Intra-cavity ultrasound probes still pose a risk of cross-infecting patients even after undergoing a standard manual disinfection procedure, a new Australian study has found. The process of soaking the probes in a liquid disinfectant usually leaves large quantities of bacteria on the handles.

Ultrasound picture from Shutterstock

Researchers from the East Melbourne Ultrasound Clinic tested for bacteria on the handles of 51 intra-cavity ultrasound probes which had undergone a standard decontamination process. They discovered that almost all swab samples collected from manually decontaminated probes showed signs of bacteria on the handle after the disinfection process.

"The inability to fully submerge these probes in the liquid disinfectant creates a safe haven for bacteria on the handle,” said chief researcher Dr Andrew Ngu.

"While it is important to note these probes are used with a protective sheath, and the handle does not enter the body, the presence of bacteria on a medical device does pose a risk of cross-infection for patients."

The report concludes that stricter disinfection standards or techniques are required to ensure high-level disinfection of the entire probe including its handle. In the meantime, if you're expecting a baby and require an intra-cavity ultrasound probe, it might be a good idea to bring along some anti-bacterial wet wipes.

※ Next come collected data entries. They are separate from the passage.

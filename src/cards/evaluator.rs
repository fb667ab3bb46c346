use super::card::Card;
use super::hand::Hand;
use super::kicks::Kickers;
use super::rank::Rank;
use super::ranking::Ranking;
use super::suit::Suit;

/// A-2-3-4-5 as a rank mask.
const WHEEL: u16 = 0b_1000000001111;

/// Ranks one to seven cards.
///
/// Counts cards per rank once up front, then walks the categories from
/// straight flush down and takes the first that matches. Folded seats and
/// early all-ins can be ranked on partial boards.
pub struct Evaluator {
    hand: Hand,
    counts: [u8; 13],
}

impl From<Hand> for Evaluator {
    fn from(hand: Hand) -> Self {
        let mut counts = [0u8; 13];
        for card in Vec::<Card>::from(hand) {
            counts[u8::from(card.rank()) as usize] += 1;
        }
        Self { hand, counts }
    }
}

impl Evaluator {
    pub fn find_ranking(&self) -> Ranking {
        let flush = self.flush();
        if let Some(high) = flush.and_then(|suit| straight(u16::from(self.hand.of(&suit)))) {
            return Ranking::StraightFlush(high);
        }
        if let Some(quads) = self.highest(4, None) {
            return Ranking::FourOAK(quads);
        }
        if let Some(trips) = self.highest(3, None) {
            if let Some(pair) = self.highest(2, Some(trips)) {
                return Ranking::FullHouse(trips, pair);
            }
        }
        if let Some(suit) = flush {
            return Ranking::Flush(Rank::from(u16::from(self.hand.of(&suit))));
        }
        if let Some(high) = straight(u16::from(self.hand)) {
            return Ranking::Straight(high);
        }
        if let Some(trips) = self.highest(3, None) {
            return Ranking::ThreeOAK(trips);
        }
        match self.highest(2, None) {
            Some(hi) => match self.highest(2, Some(hi)) {
                Some(lo) => Ranking::TwoPair(hi, lo),
                None => Ranking::OnePair(hi),
            },
            None => Ranking::HighCard(self.highest(1, None).unwrap_or(Rank::Two)),
        }
    }

    /// Best remaining ranks outside the ranking itself, as many as the
    /// category plays.
    pub fn find_kickers(&self, ranking: Ranking) -> Kickers {
        let n = ranking.n_kickers();
        let mut bits = u16::from(self.hand) & ranking.mask();
        while bits.count_ones() as usize > n {
            bits &= bits - 1;
        }
        Kickers::from(bits)
    }

    /// Highest rank held at least `n` times, other than `skip`.
    fn highest(&self, n: u8, skip: Option<Rank>) -> Option<Rank> {
        (0..13u8)
            .rev()
            .map(Rank::from)
            .filter(|r| Some(*r) != skip)
            .find(|r| self.counts[u8::from(*r) as usize] >= n)
    }

    fn flush(&self) -> Option<Suit> {
        Suit::all()
            .into_iter()
            .find(|suit| self.hand.of(suit).size() >= 5)
    }
}

/// Top rank of the best five-card run in a rank mask.
fn straight(ranks: u16) -> Option<Rank> {
    match ranks & ranks << 1 & ranks << 2 & ranks << 3 & ranks << 4 {
        0 if ranks & WHEEL == WHEEL => Some(Rank::Five),
        0 => None,
        runs => Some(Rank::from(runs)),
    }
}

#[cfg(test)]
mod tests {
    use super::*;

    fn eval(cards: &str) -> (Ranking, Vec<Rank>) {
        let eval = Evaluator::from(Hand::try_from(cards).unwrap());
        let ranking = eval.find_ranking();
        let mut kickers = Vec::<Rank>::from(eval.find_kickers(ranking));
        kickers.reverse();
        (ranking, kickers)
    }

    #[test]
    fn high_card() {
        use Rank::*;
        assert_eq!(
            eval("As Kh Qd Jc 9s"),
            (Ranking::HighCard(Ace), vec![King, Queen, Jack, Nine])
        );
        assert_eq!(eval("As Kh"), (Ranking::HighCard(Ace), vec![King]));
    }

    #[test]
    fn pairs() {
        use Rank::*;
        assert_eq!(
            eval("As Ah Kd Qc Js"),
            (Ranking::OnePair(Ace), vec![King, Queen, Jack])
        );
        assert_eq!(
            eval("As Ah Kd Kc Qs Jh 9d"),
            (Ranking::TwoPair(Ace, King), vec![Queen])
        );
        assert_eq!(
            eval("As Ah Kd Kc Qs Qh Jd"),
            (Ranking::TwoPair(Ace, King), vec![Queen])
        );
    }

    #[test]
    fn sets_and_boats() {
        use Rank::*;
        assert_eq!(
            eval("As Ah Ad Kc Qs"),
            (Ranking::ThreeOAK(Ace), vec![King, Queen])
        );
        assert_eq!(eval("2s 2h 2d 3c 3s"), (Ranking::FullHouse(Two, Three), vec![]));
        assert_eq!(
            eval("As Ah Ad Kc Ks Kh Qd"),
            (Ranking::FullHouse(Ace, King), vec![])
        );
        assert_eq!(
            eval("As Ah Ad Ac Ks Kh Qd"),
            (Ranking::FourOAK(Ace), vec![King])
        );
    }

    #[test]
    fn straights() {
        use Rank::*;
        assert_eq!(eval("Ts Jh Qd Kc As"), (Ranking::Straight(Ace), vec![]));
        assert_eq!(eval("As 2h 3d 4c 5s"), (Ranking::Straight(Five), vec![]));
        assert_eq!(eval("As 2s 3h 4d 5c 6s"), (Ranking::Straight(Six), vec![]));
    }

    #[test]
    fn flushes() {
        use Rank::*;
        assert_eq!(eval("As Ks Qs Js 9s"), (Ranking::Flush(Ace), vec![]));
        assert_eq!(eval("4h 6h 7h 8h 9h Ts"), (Ranking::Flush(Nine), vec![]));
        assert_eq!(eval("As 2s 3s 4s 5s"), (Ranking::StraightFlush(Five), vec![]));
        assert_eq!(
            eval("Kh Ah Ad As Ks Qs Js 9s"),
            (Ranking::FullHouse(Ace, King), vec![])
        );
        assert_eq!(
            eval("Ts Js Qs Ks As Ah Ad Ac"),
            (Ranking::StraightFlush(Ace), vec![])
        );
    }
}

Alternatively, stick to a hospital that uses trophon EPR decontamination units which were found to remove all traces of infectious bacteria in the study.


Comments

    I take severe issue on your headline, and indeed the assertion that this study proves an increase risk of infection. You have stumbled upon the correlation-causation fallacy.

    Nowhere anywhere in the study did they find an increased level of infection due to these findings; nor did they positively assert in increased risk.

    Whilst the finding is certainly interesting, and may lead to more investigation being done; there was no associated risk with the device as the handle does not interact with the patients; as the study points out.

    Certainly the trophon EPR units are more effective, but neither have been linked to higher infection rates.

    Your off the hand remark about antibacterial wet wipes is also worrying, as you are not qualified to give medical advise, and are obviously unaware that certain types of commercially available wipes are often devoid of antibacterial properties as they are not made to medical standards.

    I lament at your addition to the absurdly inaccurate and fear-mongering quality of health science reporting; which is the leading cause of distrust of the medical field in the population; which, if you were wondering; IS a leading cause of death in patients.

      I totally agree. I was going to point out exactly this- with one addition:

      The failure to provide source material increases the likelyhood of people not checking the validity of the claims.

    It would also be useful to clarify that the study looked at INTRA cavity ultrasound probes. It would be pretty unusual for an expectant mother to be having and INTRA-cavity ultrasound, they would almost certainly be having an ultrasound scan with an EXTRA-cavity probe.

    I really think your should change the headline as the two topics are barely linked.